Chestnut won his 14th Mustard Belt, and the $10,000 prize money, but it didn’t impress Dr. Devika Umashanker, Hartford HealthCare’s System Medical Director of Medical Weight Loss.
“I just nod my head in disappointment,” she says. “I understand the social aspect of it when people have these type of food festivals and have these contests. But as a clinician, I always wonder why.”
The rest of us likely wonder “how.” Several years ago, University of Pennsylvania doctors devised an experiment for a National Geographic special, the results later published in the Journal of Roentgenology, that compared the stomach of a champion competitive eater with the stomach of someone who merely had a “healthy appetite.” The two men were asked to consume all the hot dogs they could in 12 minutes.
The competitive eater’s stomach, the researchers noted, was distinctly different — “a massive distended, food-filled sac occupying most of the upper abdomen.” It showed “little or no gastric peristalsis,” the squeezing motion that helps break down food.
A normal human stomach, about the size of a small football, expands maybe 15 percent.
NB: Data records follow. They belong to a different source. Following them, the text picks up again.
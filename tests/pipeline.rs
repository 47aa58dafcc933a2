use anyhow::Result;
use cardethics::{
    export,
    process::{CreatorType, Domain, Era},
    report::{FileSink, ReportSink},
    source::CsvSource,
    AnalysisConfig, AnalysisError,
};
use std::{fs, io::Write};
use tempfile::{tempdir, NamedTempFile};
use tracing_subscriber::{EnvFilter, FmtSubscriber};

fn init_test_logging() {
    let subscriber = FmtSubscriber::builder()
        .with_env_filter(
            EnvFilter::try_from_default_env()
                .unwrap_or_else(|_| EnvFilter::new("info,cardethics=debug")),
        )
        .with_test_writer()
        .finish();
    let _ = tracing::subscriber::set_global_default(subscriber);
}

const SURVEY: &str = "\
Model ID,\"Q1: Who is the model creator?\",\"Q3b: Release\nDate\",\"Task (HuggingFace pipeline tag)\",\"Q20: Ethical considerations\"
bert-base,Google,2018-10-11,fill-mask,\"Potential gender bias in the training corpus.\"
llama-2,Meta AI,2023-07-18,text-generation,\"Risk of misuse and harmful outputs; carbon footprint reported.\"
sd-2,StabilityAI,2022-11-24,text-to-image,\"Not mentioned\"
whisper-small,OpenAI,2022-09-21,automatic-speech-recognition,\"Discusses surveillance and consent concerns\"
tiny-vit,IndieLab,2024,image-classification,N/A
phi-x,Somebody,unknown,text-generation,bias
yolo-x,IndieLab,03/15/2023,object-detection,\"Our model may be used for surveillance; privacy of faces matters\"
";

fn write_survey() -> Result<NamedTempFile> {
    let mut tmp = NamedTempFile::new()?;
    tmp.write_all(SURVEY.as_bytes())?;
    Ok(tmp)
}

#[test]
fn test_csv_survey_end_to_end() -> Result<()> {
    init_test_logging();
    let tmp = write_survey()?;
    let analysis = cardethics::run(&CsvSource::new(tmp.path()), &AnalysisConfig::default())?;

    // phi-x has an unparseable date.
    assert_eq!(analysis.classified.len(), 6);
    assert_eq!(analysis.classified.dropped, 1);

    let recs = &analysis.classified.records;
    let by_model = |row: usize| recs.iter().find(|r| r.row == row).unwrap();

    let bert = by_model(0);
    assert!(bert.has_ethics);
    assert_eq!(bert.domain, Domain::Nlp);
    assert_eq!(bert.era, Era::PreGenAi);
    assert_eq!(bert.themes, vec![true, false, false, false]);

    let llama = by_model(1);
    assert_eq!(llama.creator_label, CreatorType::BigTech);
    assert_eq!(llama.themes, vec![false, true, false, true]);

    let sd = by_model(2);
    assert!(!sd.has_ethics);
    assert_eq!(sd.domain, Domain::Multimodal);

    assert_eq!(by_model(3).domain, Domain::Audio);

    let vit = by_model(4);
    assert!(!vit.has_ethics);
    assert_eq!(vit.release_year, 2024);
    assert_eq!(vit.creator_label, CreatorType::Independent);

    let yolo = by_model(6);
    assert_eq!(yolo.domain, Domain::ComputerVision);
    assert_eq!(yolo.release_year, 2023);

    // 4 of 6 documented.
    let s = &analysis.summary;
    assert_eq!(s.total, 6);
    assert_eq!(s.documented, 4);
    assert_eq!(format!("{:.2}", s.overall_rate), "66.67");

    let report = &analysis.report;
    assert!(report.contains("Global Adoption Rate:  66.67%\n"));
    assert!(report.contains("   Big Tech:    75.00%\n   Independent: 50.00%\n"));
    assert!(report.contains("   Audio          : 100.00% (n=1)\n"));
    assert!(report.contains("   Privacy & PII   : 2 models (50.0%)\n"));
    assert!(report.contains("   Pre-GenAI (2018-22): 66.67%\n   GenAI Era (2023-25): 66.67%\n"));
    assert!(report.contains("   2018: 100.00%\n   2022: 50.00%\n   2023: 100.00%\n   2024: 0.00%\n"));
    Ok(())
}

#[test]
fn test_theme_ranking_is_stable() -> Result<()> {
    let tmp = write_survey()?;
    let analysis = cardethics::run(&CsvSource::new(tmp.path()), &AnalysisConfig::default())?;
    let ranking: Vec<(&str, usize)> = analysis
        .summary
        .themes
        .iter()
        .map(|t| (t.name.as_str(), t.count))
        .collect();
    // Privacy (2) leads; the three 1-count themes keep definition order.
    assert_eq!(
        ranking,
        vec![
            ("Privacy & PII", 2),
            ("Bias & Fairness", 1),
            ("Safety & Misuse", 1),
            ("Environmental", 1),
        ]
    );
    Ok(())
}

#[test]
fn test_era_cross_tab_is_chronological() -> Result<()> {
    let tmp = write_survey()?;
    let analysis = cardethics::run(&CsvSource::new(tmp.path()), &AnalysisConfig::default())?;
    assert!(analysis.report.contains(
        "   [Bias & Fairness]\n      Pre-GenAI (2018-22): 50.0%\n      GenAI Era (2023-25): 0.0%\n"
    ));
    assert!(analysis.report.contains(
        "   [Privacy & PII]\n      Pre-GenAI (2018-22): 50.0%\n      GenAI Era (2023-25): 50.0%\n"
    ));
    Ok(())
}

#[test]
fn test_outputs_are_written() -> Result<()> {
    let tmp = write_survey()?;
    let out = tempdir()?;
    let analysis = cardethics::run(&CsvSource::new(tmp.path()), &AnalysisConfig::default())?;

    let report_path = out.path().join("analysis_results_master.txt");
    FileSink::new(&report_path).emit(&analysis.report)?;
    assert_eq!(fs::read_to_string(&report_path)?, analysis.report);

    let json: serde_json::Value = serde_json::from_str(&analysis.summary.to_json()?)?;
    assert_eq!(json["total"], 6);
    assert_eq!(json["by_era"][0]["key"], "Pre-GenAI (2018-22)");

    let pq = out.path().join("classified.parquet");
    export::write_classified(&analysis.classified, &pq)?;
    assert!(fs::metadata(&pq)?.len() > 0);
    Ok(())
}

#[test]
fn test_missing_required_column_is_fatal() -> Result<()> {
    let mut tmp = NamedTempFile::new()?;
    tmp.write_all(b"Model,Q1 creator,Q3b Date,Q20 ethical\nm,Google,2020-01-01,bias\n")?;
    let err = cardethics::run(&CsvSource::new(tmp.path()), &AnalysisConfig::default())
        .unwrap_err();
    match err {
        AnalysisError::ColumnNotFound { field, .. } => assert_eq!(field.name(), "task"),
        other => panic!("unexpected error: {other}"),
    }
    Ok(())
}

#[test]
fn test_unreadable_source_is_fatal() {
    let err = cardethics::run(
        &CsvSource::new("/nonexistent/survey.csv"),
        &AnalysisConfig::default(),
    )
    .unwrap_err();
    assert!(matches!(err, AnalysisError::SourceUnreadable { .. }));
}
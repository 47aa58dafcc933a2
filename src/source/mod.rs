// src/source/mod.rs
pub mod cell;
pub mod csv_source;

pub use self::cell::Cell;
pub use self::csv_source::CsvSource;

use crate::error::Result;
use crate::process::utils::clean_header;

static MISSING: Cell = Cell::Missing;

/// The survey sheet as loaded: cleaned headers plus loosely-typed rows.
#[derive(Debug, Clone, Default)]
pub struct RawTable {
    pub headers: Vec<String>,
    pub rows: Vec<Vec<Cell>>,
}

impl RawTable {
    /// Build a table, cleaning every header.
    pub fn new(headers: Vec<String>, rows: Vec<Vec<Cell>>) -> Self {
        Self {
            headers: headers.iter().map(|h| clean_header(h)).collect(),
            rows,
        }
    }

    /// Cell at (`row`, `col`); short rows read as `Missing`.
    pub fn cell(&self, row: usize, col: usize) -> &Cell {
        self.rows
            .get(row)
            .and_then(|r| r.get(col))
            .unwrap_or(&MISSING)
    }

    pub fn len(&self) -> usize {
        self.rows.len()
    }

    pub fn is_empty(&self) -> bool {
        self.rows.is_empty()
    }
}

/// Anything that can hand over the survey sheet.
pub trait TableSource {
    /// Human-readable origin for logs and errors.
    fn describe(&self) -> String;

    fn load(&self) -> Result<RawTable>;
}

/// A table already in memory.
impl TableSource for RawTable {
    fn describe(&self) -> String {
        "<in-memory table>".to_string()
    }

    fn load(&self) -> Result<RawTable> {
        Ok(self.clone())
    }
}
A competitive eater’s stomach expands two or three times its normal size. How? By training and overcoming the satiety reflex, the phenomenon that uses neural pathways in the brain to inform the stomach that it’s full. (Its most obvious response causes people to vomit.)
“There’s so much to be learned,” says Dr. Umashanker, “about hormonal processes that are produced not only from the stomach, but also from the small intestines and large intestines, that impacts levels of satiety, the levels of fullness.”
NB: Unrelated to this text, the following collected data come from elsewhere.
use std::fmt;

use serde::{Deserialize, Serialize};

/// Coarse release period. Variant order is chronological, which is also the
/// order eras are reported in.
#[derive(Debug, Clone, Copy, PartialEq, Eq, PartialOrd, Ord, Hash, Serialize, Deserialize)]
pub enum Era {
    #[serde(rename = "Pre-GenAI")]
    PreGenAi,
    #[serde(rename = "GenAI")]
    GenAi,
}

impl Era {
    /// `Pre-GenAI` up to and including `boundary_year`, `GenAI` after it.
    pub fn from_year(year: i32, boundary_year: i32) -> Self {
        if year <= boundary_year {
            Era::PreGenAi
        } else {
            Era::GenAi
        }
    }

    pub fn name(self) -> &'static str {
        match self {
            Era::PreGenAi => "Pre-GenAI",
            Era::GenAi => "GenAI",
        }
    }

    /// Long form printed in the report.
    pub fn label(self) -> &'static str {
        match self {
            Era::PreGenAi => "Pre-GenAI (2018-22)",
            Era::GenAi => "GenAI Era (2023-25)",
        }
    }
}

impl fmt::Display for Era {
    fn fmt(&self, f: &mut fmt::Formatter<'_>) -> fmt::Result {
        f.write_str(self.name())
    }
}

#[derive(Debug, Clone, Copy, PartialEq, Eq, PartialOrd, Ord, Hash, Serialize, Deserialize)]
pub enum CreatorType {
    #[serde(rename = "Big Tech")]
    BigTech,
    #[serde(rename = "Independent")]
    Independent,
}

impl CreatorType {
    pub fn from_flag(is_big_tech: bool) -> Self {
        if is_big_tech {
            CreatorType::BigTech
        } else {
            CreatorType::Independent
        }
    }

    pub fn label(self) -> &'static str {
        match self {
            CreatorType::BigTech => "Big Tech",
            CreatorType::Independent => "Independent",
        }
    }
}

impl fmt::Display for CreatorType {
    fn fmt(&self, f: &mut fmt::Formatter<'_>) -> fmt::Result {
        f.write_str(self.label())
    }
}

/// Application domain. Variants are declared in label order so sorted
/// breakdowns come out alphabetically; rule precedence lives in the config.
#[derive(Debug, Clone, Copy, PartialEq, Eq, PartialOrd, Ord, Hash, Serialize, Deserialize)]
pub enum Domain {
    #[serde(rename = "Audio")]
    Audio,
    #[serde(rename = "Computer Vision")]
    ComputerVision,
    #[serde(rename = "Multimodal")]
    Multimodal,
    #[serde(rename = "NLP")]
    Nlp,
    #[serde(rename = "Other")]
    Other,
}

impl Domain {
    pub fn label(self) -> &'static str {
        match self {
            Domain::Audio => "Audio",
            Domain::ComputerVision => "Computer Vision",
            Domain::Multimodal => "Multimodal",
            Domain::Nlp => "NLP",
            Domain::Other => "Other",
        }
    }
}

impl fmt::Display for Domain {
    fn fmt(&self, f: &mut fmt::Formatter<'_>) -> fmt::Result {
        f.write_str(self.label())
    }
}
// src/process/mod.rs
pub mod classify;
pub mod columns;
pub mod date_parser;
pub mod labels;
pub mod utils;

pub use classify::{classify_all, classify_row, ClassifiedRecord, ClassifiedSet, RawRecord};
pub use columns::{resolve_columns, LogicalField, ResolvedColumns};
pub use labels::{CreatorType, Domain, Era};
Competitive eaters might not qualify as athletes in the purest sense, but they still train with the sole goal of expanding their stomach. Takeru Kobayashi, a six-time Nathan’s champion, expands his stomach with water. So does Matt Stonie, who upset Chestnut in the 2015 Nathan’s contest by eating 62 hot dogs. But a week later, he ate 200 chicken wings as part of his training for an upcoming wing-eating contest. He once drank a gallon of Gatorade on 37 second. Chestnut has been known to train for a contest by eating 420 hot dogs in a month.
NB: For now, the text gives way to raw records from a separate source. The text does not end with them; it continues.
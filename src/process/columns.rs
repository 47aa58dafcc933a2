use std::fmt;

use serde::Serialize;
use tracing::debug;

use crate::config::{ColumnPair, ColumnSpecs};
use crate::error::{AnalysisError, Result};
use crate::process::utils::clean_header;

/// The four columns the analysis needs.
#[derive(Debug, Clone, Copy, PartialEq, Eq, Hash, Serialize)]
pub enum LogicalField {
    Ethics,
    ReleaseDate,
    Creator,
    Task,
}

impl LogicalField {
    pub fn name(self) -> &'static str {
        match self {
            LogicalField::Ethics => "ethics",
            LogicalField::ReleaseDate => "release_date",
            LogicalField::Creator => "creator",
            LogicalField::Task => "task",
        }
    }
}

impl fmt::Display for LogicalField {
    fn fmt(&self, f: &mut fmt::Formatter<'_>) -> fmt::Result {
        f.write_str(self.name())
    }
}

/// Column indices of the resolved logical fields.
#[derive(Debug, Clone, Copy, PartialEq, Eq)]
pub struct ResolvedColumns {
    pub ethics: usize,
    pub release_date: usize,
    pub creator: usize,
    pub task: usize,
}

/// Every header containing both substrings of `pair`, case-insensitively, in header order.
pub fn matching_columns(headers: &[String], pair: &ColumnPair) -> Vec<usize> {
    let semantic = pair.semantic.to_lowercase();
    let code = pair.code.to_lowercase();
    headers
        .iter()
        .enumerate()
        .filter(|(_, h)| {
            let h = clean_header(h).to_lowercase();
            h.contains(&semantic) && h.contains(&code)
        })
        .map(|(i, _)| i)
        .collect()
}

/// First header matching `pair`, if any.
pub fn find_column(headers: &[String], pair: &ColumnPair) -> Option<usize> {
    matching_columns(headers, pair).into_iter().next()
}

/// Resolve all four logical fields; the first missing one aborts with `ColumnNotFound`.
pub fn resolve_columns(headers: &[String], specs: &ColumnSpecs) -> Result<ResolvedColumns> {
    let mut found = [0usize; 4];
    for (slot, (field, pair)) in found.iter_mut().zip(specs.pairs()) {
        let candidates = matching_columns(headers, pair);
        let Some(&first) = candidates.first() else {
            return Err(AnalysisError::ColumnNotFound {
                field,
                semantic: pair.semantic.clone(),
                code: pair.code.clone(),
            });
        };
        if candidates.len() > 1 {
            debug!(
                %field,
                chosen = %headers[first],
                shadowed = ?&candidates[1..],
                "several headers match; keeping the first"
            );
        }
        *slot = first;
    }

    let [ethics, release_date, creator, task] = found;
    Ok(ResolvedColumns {
        ethics,
        release_date,
        creator,
        task,
    })
}
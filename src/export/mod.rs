pub mod classified;

pub use classified::{classified_schema, to_record_batch, write_classified};
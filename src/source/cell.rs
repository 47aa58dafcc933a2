use chrono::NaiveDateTime;

use crate::process::date_parser;

/// A loosely-typed spreadsheet cell.
#[derive(Debug, Clone, PartialEq)]
pub enum Cell {
    Text(String),
    Number(f64),
    Date(NaiveDateTime),
    Missing,
}

impl Cell {
    /// Build a cell from raw CSV text: empty → `Missing`, numeric → `Number`.
    pub fn infer(raw: &str) -> Self {
        let trimmed = raw.trim();
        if trimmed.is_empty() {
            return Cell::Missing;
        }
        match trimmed.parse::<f64>() {
            Ok(n) if n.is_finite() => Cell::Number(n),
            _ => Cell::Text(raw.to_string()),
        }
    }

    pub fn is_missing(&self) -> bool {
        matches!(self, Cell::Missing)
    }

    /// Textual form of the cell; `Missing` becomes the empty string.
    pub fn to_text(&self) -> String {
        match self {
            Cell::Text(s) => s.clone(),
            Cell::Number(n) => n.to_string(),
            Cell::Date(d) => d.format("%Y-%m-%d %H:%M:%S").to_string(),
            Cell::Missing => String::new(),
        }
    }

    /// Calendar year of a date-like cell, `None` when it cannot be parsed.
    pub fn to_year(&self) -> Option<i32> {
        match self {
            Cell::Date(d) => Some(date_parser::year_of(d)),
            Cell::Number(n) => date_parser::year_from_number(*n),
            Cell::Text(s) => date_parser::parse_year(s),
            Cell::Missing => None,
        }
    }
}

impl From<&str> for Cell {
    fn from(s: &str) -> Self {
        Cell::Text(s.to_string())
    }
}

impl From<Option<&str>> for Cell {
    fn from(s: Option<&str>) -> Self {
        s.map(Cell::from).unwrap_or(Cell::Missing)
    }
}
//! Keyword tables of the ethics-documentation study.
//!
//! These lists are reproduced byte-for-byte from the survey protocol. Bump
//! [`KEYWORDS_VERSION`] whenever any of them changes so reports stay comparable.

pub const KEYWORDS_VERSION: &str = "2025.1";

/// Lower-case substrings identifying large technology organizations.
pub const BIG_TECH_KEYWORDS: &[&str] = &[
    "google",
    "meta",
    "facebook",
    "microsoft",
    "nvidia",
    "openai",
    "amazon",
    "apple",
    "ibm",
    "stabilityai",
    "deepmind",
    "salesforce",
    "adobe",
    "intel",
];

/// Theme name → keywords, in report definition order.
pub const THEME_KEYWORDS: &[(&str, &[&str])] = &[
    (
        "Bias & Fairness",
        &[
            "bias",
            "fairness",
            "discrimination",
            "stereotype",
            "gender",
            "race",
            "demographic",
            "representation",
            "inequality",
        ],
    ),
    (
        "Safety & Misuse",
        &[
            "safety",
            "misuse",
            "harm",
            "toxic",
            "abuse",
            "malicious",
            "attack",
            "fake",
            "hallucination",
            "risk",
            "weapon",
            "jailbreak",
        ],
    ),
    (
        "Privacy & PII",
        &[
            "privacy",
            "pii",
            "consent",
            "personal data",
            "gdpr",
            "anonym",
            "surveillance",
            "confidential",
        ],
    ),
    (
        "Environmental",
        &[
            "carbon",
            "energy",
            "environment",
            "emission",
            "co2",
            "footprint",
            "sustain",
            "power consumption",
        ],
    ),
];

/// Phrases marking an ethics cell as "nothing documented".
pub const NEGATIVE_PHRASES: &[&str] = &[
    "n/a",
    "none",
    "missing",
    "no information",
    "not available",
    "not discussed",
    "not explicitly discussed",
    "no ethical considerations",
    "not mentioned",
    "no mention",
    "not provided",
    "no specific",
    "not addressed",
    "nothing mentioned",
];

/// Spelled-out forms of the abbreviated negative phrases ("n/a").
pub const NEGATIVE_LONG_FORMS: &[&str] = &["not applicable"];

/// Last year counted as Pre-GenAI.
pub const ERA_BOUNDARY_YEAR: i32 = 2022;

/// Ethics texts shorter than this many characters count as undocumented.
pub const MIN_ETHICS_LEN: usize = 3;

pub const MULTIMODAL_KEYWORDS: &[&str] = &["text-to-image", "image-to-text", "multimodal"];

pub const NLP_KEYWORDS: &[&str] = &[
    "text",
    "translation",
    "summarization",
    "language",
    "question",
    "answering",
    "fill-mask",
    "conversation",
];

pub const VISION_KEYWORDS: &[&str] = &[
    "image",
    "video",
    "vision",
    "object",
    "detection",
    "segmentation",
    "face",
];

pub const AUDIO_KEYWORDS: &[&str] = &["audio", "speech"];

/// (semantic, code) header substrings per logical column.
pub const ETHICS_COLUMN: (&str, &str) = ("ethical", "q20");
pub const RELEASE_DATE_COLUMN: (&str, &str) = ("date", "q3b");
pub const CREATOR_COLUMN: (&str, &str) = ("creator", "q1");
pub const TASK_COLUMN: (&str, &str) = ("task", "huggingface");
Like conventional athletes, though, competitive eaters can experience physical and health issues. Kobayashi’s career almost ended, at 29 years old, because of an arthritic jaw. Repeated binges can cause gastric ruptures or seizures caused by low sodium levels. The University of Pennsylvania researchers described competitive eating as self-destructive, risking “morbid obesity, profound gastroparesis, intractable nausea and vomiting and even the need for a gastrectomy.”
Even a sleeve gastrectomy, which removes 80 percent of the stomach, sometimes can’t stop weight gain.
“I’ve seen patients with a sleeve gastrectomy who have regained 100 pounds of weight loss they had achieved,” says Dr. Umashanker. “They’ve gone back to the bariatric surgeons and when they do the imaging to see of their stomach has expanded, the answer is no.”